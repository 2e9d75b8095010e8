//! Restores arrival order on results that complete out of order

use std::collections::BTreeMap;
use std::sync::{Condvar, Mutex, MutexGuard, PoisonError};

use flume::Sender;
use tracing::{debug, warn};

use super::processor::{Outcome, Processed};

/// Holds early completions until every lower sequence number has been
/// emitted, then releases them downstream in sequence order.
///
/// Workers are admitted to a frame only while it lies within `window`
/// sequences of the next one due, so at most `window` transform results are
/// ever parked here. Eviction markers carry no payload and are not gated.
pub(crate) struct Reorderer<R> {
    state: Mutex<State<R>>,
    advanced: Condvar,
    window: u64,
}

struct State<R> {
    next: u64,
    pending: BTreeMap<u64, Outcome<R>>,
    high_water: usize,
    /// Dropped on `finish` so downstream sees end-of-stream.
    out: Option<Sender<Processed<R>>>,
    finished: bool,
}

impl<R> Reorderer<R> {
    pub(crate) fn new(out: Sender<Processed<R>>, window: usize) -> Self {
        Self {
            state: Mutex::new(State {
                next: 0,
                pending: BTreeMap::new(),
                high_water: 0,
                out: Some(out),
                finished: false,
            }),
            advanced: Condvar::new(),
            window: window.max(1) as u64,
        }
    }

    /// Block until `sequence` is within the reorder window, or the output
    /// has finished.
    pub(crate) fn admit(&self, sequence: u64) {
        let mut state = self.lock();
        while sequence >= state.next.saturating_add(self.window) && !state.finished {
            state = self
                .advanced
                .wait(state)
                .unwrap_or_else(PoisonError::into_inner);
        }
    }

    /// Record the outcome for `sequence` and emit everything that is now
    /// contiguous with what was already emitted.
    pub(crate) fn complete(&self, sequence: u64, outcome: Outcome<R>) {
        let mut guard = self.lock();
        let state = &mut *guard;
        if sequence < state.next || state.pending.contains_key(&sequence) {
            warn!(sequence, "Late or duplicate completion ignored");
            return;
        }

        state.pending.insert(sequence, outcome);
        state.high_water = state.high_water.max(state.pending.len());
        let before = state.next;

        // Emission happens under the lock so two workers can never interleave
        // their releases out of order.
        while let Some(outcome) = state.pending.remove(&state.next) {
            let processed = Processed {
                sequence: state.next,
                outcome,
            };
            state.next += 1;
            emit(&state.out, processed);
        }

        let advanced = state.next != before;
        drop(guard);
        if advanced {
            self.advanced.notify_all();
        }
    }

    /// Mark a frame that will never reach a worker.
    pub(crate) fn skip(&self, sequence: u64) {
        self.complete(sequence, Outcome::Evicted);
    }

    /// Flush whatever is left and close the output.
    ///
    /// Anything still pending here is behind a gap that can no longer be
    /// filled, which only happens when workers were abandoned.
    pub(crate) fn finish(&self) {
        let mut guard = self.lock();
        let state = &mut *guard;
        let pending = std::mem::take(&mut state.pending);
        if !pending.is_empty() {
            warn!(
                next = state.next,
                stranded = pending.len(),
                "Flushing results stranded behind a sequence gap"
            );
        }
        for (sequence, outcome) in pending {
            emit(&state.out, Processed { sequence, outcome });
            state.next = sequence + 1;
        }
        state.out = None;
        state.finished = true;
        drop(guard);
        self.advanced.notify_all();
    }

    pub(crate) fn pending(&self) -> usize {
        self.lock().pending.len()
    }

    pub(crate) fn high_water(&self) -> usize {
        self.lock().high_water
    }

    fn lock(&self) -> MutexGuard<'_, State<R>> {
        self.state.lock().unwrap_or_else(PoisonError::into_inner)
    }
}

fn emit<R>(out: &Option<Sender<Processed<R>>>, processed: Processed<R>) {
    match out {
        Some(tx) => {
            if let Err(err) = tx.send(processed) {
                debug!(sequence = err.0.sequence, "Result receiver gone, releasing result");
            }
        }
        None => debug!(sequence = processed.sequence, "Output finished, releasing late result"),
    }
}

#[cfg(test)]
mod tests {
    use super::*;
    use std::sync::{mpsc, Arc};
    use std::thread;
    use std::time::Duration;

    fn sequences(rx: &flume::Receiver<Processed<u64>>) -> Vec<u64> {
        rx.try_iter().map(|p| p.sequence).collect()
    }

    #[test]
    fn in_order_completions_pass_straight_through() {
        let (tx, rx) = flume::unbounded();
        let reorder = Reorderer::new(tx, 4);
        for i in 0..4 {
            reorder.complete(i, Outcome::Completed(i * 10));
        }
        assert_eq!(sequences(&rx), vec![0, 1, 2, 3]);
        assert_eq!(reorder.high_water(), 1);
    }

    #[test]
    fn early_completions_wait_for_the_gap() {
        let (tx, rx) = flume::unbounded();
        let reorder = Reorderer::new(tx, 4);

        reorder.complete(2, Outcome::Completed(2));
        reorder.complete(1, Outcome::Completed(1));
        assert!(sequences(&rx).is_empty());
        assert_eq!(reorder.pending(), 2);

        reorder.complete(0, Outcome::Completed(0));
        assert_eq!(sequences(&rx), vec![0, 1, 2]);
        assert_eq!(reorder.pending(), 0);
        assert_eq!(reorder.high_water(), 3);
    }

    #[test]
    fn skipped_sequences_become_eviction_markers() {
        let (tx, rx) = flume::unbounded();
        let reorder = Reorderer::new(tx, 4);

        reorder.complete(1, Outcome::Completed(1));
        reorder.skip(0);

        let out: Vec<_> = rx.try_iter().collect();
        assert_eq!(out.len(), 2);
        assert!(matches!(out[0].outcome, Outcome::Evicted));
        assert!(matches!(out[1].outcome, Outcome::Completed(1)));
    }

    #[test]
    fn duplicates_are_ignored() {
        let (tx, rx) = flume::unbounded();
        let reorder = Reorderer::new(tx, 4);
        reorder.complete(0, Outcome::Completed(0));
        reorder.complete(0, Outcome::Completed(99));
        let out: Vec<_> = rx.try_iter().collect();
        assert_eq!(out.len(), 1);
        assert!(matches!(out[0].outcome, Outcome::Completed(0)));
    }

    #[test]
    fn admission_waits_until_the_window_moves() {
        let (tx, rx) = flume::unbounded();
        let reorder = Arc::new(Reorderer::new(tx, 2));
        reorder.admit(0);
        reorder.admit(1);

        let (admitted_tx, admitted) = mpsc::channel();
        let waiter = {
            let reorder = reorder.clone();
            thread::spawn(move || {
                reorder.admit(2);
                admitted_tx.send(()).unwrap();
            })
        };
        assert!(admitted.recv_timeout(Duration::from_millis(100)).is_err());

        // Parking a later result does not move the window.
        reorder.complete(1, Outcome::Completed(1));
        assert!(admitted.recv_timeout(Duration::from_millis(50)).is_err());

        reorder.complete(0, Outcome::Completed(0));
        admitted.recv_timeout(Duration::from_secs(5)).unwrap();
        waiter.join().unwrap();
        assert_eq!(sequences(&rx), vec![0, 1]);
    }

    #[test]
    fn finish_releases_waiting_workers() {
        let (tx, _rx) = flume::unbounded::<Processed<u64>>();
        let reorder = Arc::new(Reorderer::new(tx, 1));
        let waiter = {
            let reorder = reorder.clone();
            thread::spawn(move || reorder.admit(5))
        };
        thread::sleep(Duration::from_millis(50));
        reorder.finish();
        waiter.join().unwrap();
    }

    #[test]
    fn finish_flushes_and_disconnects() {
        let (tx, rx) = flume::unbounded();
        let reorder = Reorderer::new(tx, 4);
        reorder.complete(3, Outcome::Completed(3));
        reorder.finish();

        assert_eq!(sequences(&rx), vec![3]);
        assert!(rx.recv().is_err());
    }
}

### Problem description
Could you reproduce every record above exactly as it stands?

### Exercise response
repository 2e9d75b8095010e8
//! Restores arrival order on results that complete out of order

use std::collections::BTreeMap;
use std::sync::{Condvar, Mutex, MutexGuard, PoisonError};

use flume::Sender;
use tracing::{debug, warn};

use super::processor::{Outcome, Processed};

/// Holds early completions until every lower sequence number has been
/// emitted, then releases them downstream in sequence order.
///
/// Workers are admitted to a frame only while it lies within `window`
/// sequences of the next one due, so at most `window` transform results are
/// ever parked here. Eviction markers carry no payload and are not gated.
pub(crate) struct Reorderer<R> {
    state: Mutex<State<R>>,
    advanced: Condvar,
    window: u64,
}

struct State<R> {
    next: u64,
    pending: BTreeMap<u64, Outcome<R>>,
    high_water: usize,
    /// Dropped on `finish` so downstream sees end-of-stream.
    out: Option<Sender<Processed<R>>>,
    finished: bool,
}

impl<R> Reorderer<R> {
    pub(crate) fn new(out: Sender<Processed<R>>, window: usize) -> Self {
        Self {
            state: Mutex::new(State {
                next: 0,
                pending: BTreeMap::new(),
                high_water: 0,
                out: Some(out),
                finished: false,
            }),
            advanced: Condvar::new(),
            window: window.max(1) as u64,
        }
    }

    /// Block until `sequence` is within the reorder window, or the output
    /// has finished.
    pub(crate) fn admit(&self, sequence: u64) {
        let mut state = self.lock();
        while sequence >= state.next.saturating_add(self.window) && !state.finished {
            state = self
                .advanced
                .wait(state)
                .unwrap_or_else(PoisonError::into_inner);
        }
    }

    /// Record the outcome for `sequence` and emit everything that is now
    /// contiguous with what was already emitted.
    pub(crate) fn complete(&self, sequence: u64, outcome: Outcome<R>) {
        let mut guard = self.lock();
        let state = &mut *guard;
        if sequence < state.next || state.pending.contains_key(&sequence) {
            warn!(sequence, "Late or duplicate completion ignored");
            return;
        }

        state.pending.insert(sequence, outcome);
        state.high_water = state.high_water.max(state.pending.len());
        let before = state.next;

        // Emission happens under the lock so two workers can never interleave
        // their releases out of order.
        while let Some(outcome) = state.pending.remove(&state.next) {
            let processed = Processed {
                sequence: state.next,
                outcome,
            };
            state.next += 1;
            emit(&state.out, processed);
        }

        let advanced = state.next != before;
        drop(guard);
        if advanced {
            self.advanced.notify_all();
        }
    }

    /// Mark a frame that will never reach a worker.
    pub(crate) fn skip(&self, sequence: u64) {
        self.complete(sequence, Outcome::Evicted);
    }

    /// Flush whatever is left and close the output.
    ///
    /// Anything still pending here is behind a gap that can no longer be
    /// filled, which only happens when workers were abandoned.
    pub(crate) fn finish(&self) {
        let mut guard = self.lock();
        let state = &mut *guard;
        let pending = std::mem::take(&mut state.pending);
        if !pending.is_empty() {
            warn!(
                next = state.next,
                stranded = pending.len(),
                "Flushing results stranded behind a sequence gap"
            );
        }
        for (sequence, outcome) in pending {
            emit(&state.out, Processed { sequence, outcome });
            state.next = sequence + 1;
        }
        state.out = None;
        state.finished = true;
        drop(guard);
        self.advanced.notify_all();
    }

    pub(crate) fn pending(&self) -> usize {
        self.lock().pending.len()
    }

    pub(crate) fn high_water(&self) -> usize {
        self.lock().high_water
    }

    fn lock(&self) -> MutexGuard<'_, State<R>> {
        self.state.lock().unwrap_or_else(PoisonError::into_inner)
    }
}

fn emit<R>(out: &Option<Sender<Processed<R>>>, processed: Processed<R>) {
    match out {
        Some(tx) => {
            if let Err(err) = tx.send(processed) {
                debug!(sequence = err.0.sequence, "Result receiver gone, releasing result");
            }
        }
        None => debug!(sequence = processed.sequence, "Output finished, releasing late result"),
    }
}

#[cfg(test)]
mod tests {
    use super::*;
    use std::sync::{mpsc, Arc};
    use std::thread;
    use std::time::Duration;

    fn sequences(rx: &flume::Receiver<Processed<u64>>) -> Vec<u64> {
        rx.try_iter().map(|p| p.sequence).collect()
    }

    #[test]
    fn in_order_completions_pass_straight_through() {
        let (tx, rx) = flume::unbounded();
        let reorder = Reorderer::new(tx, 4);
        for i in 0..4 {
            reorder.complete(i, Outcome::Completed(i * 10));
        }
        assert_eq!(sequences(&rx), vec![0, 1, 2, 3]);
        assert_eq!(reorder.high_water(), 1);
    }

    #[test]
    fn early_completions_wait_for_the_gap() {
        let (tx, rx) = flume::unbounded();
        let reorder = Reorderer::new(tx, 4);

        reorder.complete(2, Outcome::Completed(2));
        reorder.complete(1, Outcome::Completed(1));
        assert!(sequences(&rx).is_empty());
        assert_eq!(reorder.pending(), 2);

        reorder.complete(0, Outcome::Completed(0));
        assert_eq!(sequences(&rx), vec![0, 1, 2]);
        assert_eq!(reorder.pending(), 0);
        assert_eq!(reorder.high_water(), 3);
    }

    #[test]
    fn skipped_sequences_become_eviction_markers() {
        let (tx, rx) = flume::unbounded();
        let reorder = Reorderer::new(tx, 4);

        reorder.complete(1, Outcome::Completed(1));
        reorder.skip(0);

        let out: Vec<_> = rx.try_iter().collect();
        assert_eq!(out.len(), 2);
        assert!(matches!(out[0].outcome, Outcome::Evicted));
        assert!(matches!(out[1].outcome, Outcome::Completed(1)));
    }

    #[test]
    fn duplicates_are_ignored() {
        let (tx, rx) = flume::unbounded();
        let reorder = Reorderer::new(tx, 4);
        reorder.complete(0, Outcome::Completed(0));
        reorder.complete(0, Outcome::Completed(99));
        let out: Vec<_> = rx.try_iter().collect();
        assert_eq!(out.len(), 1);
        assert!(matches!(out[0].outcome, Outcome::Completed(0)));
    }

    #[test]
    fn admission_waits_until_the_window_moves() {
        let (tx, rx) = flume::unbounded();
        let reorder = Arc::new(Reorderer::new(tx, 2));
        reorder.admit(0);
        reorder.admit(1);

        let (admitted_tx, admitted) = mpsc::channel();
        let waiter = {
            let reorder = reorder.clone();
            thread::spawn(move || {
                reorder.admit(2);
                admitted_tx.send(()).unwrap();
            })
        };
        assert!(admitted.recv_timeout(Duration::from_millis(100)).is_err());

        // Parking a later result does not move the window.
        reorder.complete(1, Outcome::Completed(1));
        assert!(admitted.recv_timeout(Duration::from_millis(50)).is_err());

        reorder.complete(0, Outcome::Completed(0));
        admitted.recv_timeout(Duration::from_secs(5)).unwrap();
        waiter.join().unwrap();
        assert_eq!(sequences(&rx), vec![0, 1]);
    }

    #[test]
    fn finish_releases_waiting_workers() {
        let (tx, _rx) = flume::unbounded::<Processed<u64>>();
        let reorder = Arc::new(Reorderer::new(tx, 1));
        let waiter = {
            let reorder = reorder.clone();
            thread::spawn(move || reorder.admit(5))
        };
        thread::sleep(Duration::from_millis(50));
        reorder.finish();
        waiter.join().unwrap();
    }

    #[test]
    fn finish_flushes_and_disconnects() {
        let (tx, rx) = flume::unbounded();
        let reorder = Reorderer::new(tx, 4);
        reorder.complete(3, Outcome::Completed(3));
        reorder.finish();

        assert_eq!(sequences(&rx), vec![3]);
        assert!(rx.recv().is_err());
    }
}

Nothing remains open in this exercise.